01/05/2014 07:55 BST | Updated 01/05/2014 08:59 BST

Venomous Black Edged Scorpion Found Nestling In Supermarket Bananas (PICTURE)

As if browsing the fruit aisles wasn’t already an experience fraught with danger, a live scorpion has turned up in a bunch of supermarket bananas.

The three-inch long creature was spotted scuttling among the produce as workers restocked shelves at Phoenix Stores in Cornwall.

The venomous stowaway had hitched a ride from Costa Rica along with the bananas and was identified by Newquay Zoo as a juvenile black edged scorpion (centruroides limbatus), which are also native to Honduras, Nicaragua and Panama.

scorpion in bananas

You're a long way from home fella: The black edged scorpion hitched a ride from Costa Rica

While the black edged scorpion is not considered dangerous to humans, “nonetheless, they are venomous and being stung by one is no picnic,” writes the Walter Reed Biosystems Unit.

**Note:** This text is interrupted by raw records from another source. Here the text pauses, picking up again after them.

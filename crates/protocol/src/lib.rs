//! Record types shared by the jobpilot engine and its external producers.
//!
//! Everything in this crate round-trips through the JSON files in the data
//! directory, so field names follow the shapes those files already use:
//!
//! * [`Task`] - one entry of `tasks.json`
//! * [`SessionCredential`] - the cookie list in `cookies.json`
//! * [`UserConfig`] - the read-only `user_config.json` record
//! * [`IntentHints`] / [`ApplyIntent`] - resolved search parameters
//! * [`ProgressEvent`] - ephemeral progress reports from the apply workflow

pub mod cookie;
pub mod intent;
pub mod progress;
pub mod task;
pub mod user_config;

pub use cookie::{Cookie, SameSite, SessionCredential};
pub use intent::{ApplyIntent, IntentDefaults, IntentHints};
pub use progress::ProgressEvent;
pub use task::{WAITING_LOG, ApplyParams, NewTask, Task, TaskId, TaskKind, TaskPatch, TaskStatus, TransitionError};
pub use user_config::UserConfig;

In recent months a number of decidedly dangerous Brazilian wandering spiders have smuggled their way into our shopping baskets and homes – usually via the humble banana.

scorpion in bananas

The three-inch scorpion is now living at Newquay Zoo in Cornwall

In March a family were forced to evacuate their home after a whole nest of the critters installed themselves in their Staffordshire home.

Jamie Roberts had assumed the “white stringy patches” on the fruit were mould but was proved wrong when the nest “hatched” and hundreds of baby spiders began swarming all over his kitchen.


The same occurred at a west Hampton home in November last year, with the family being temporarily re-homed while their home was fumigated and all their clothes were dry cleaned.

According to the Guinness Book of World Records, the species has the most active neurotoxic venom of any living spider, hence they are not to be messed with.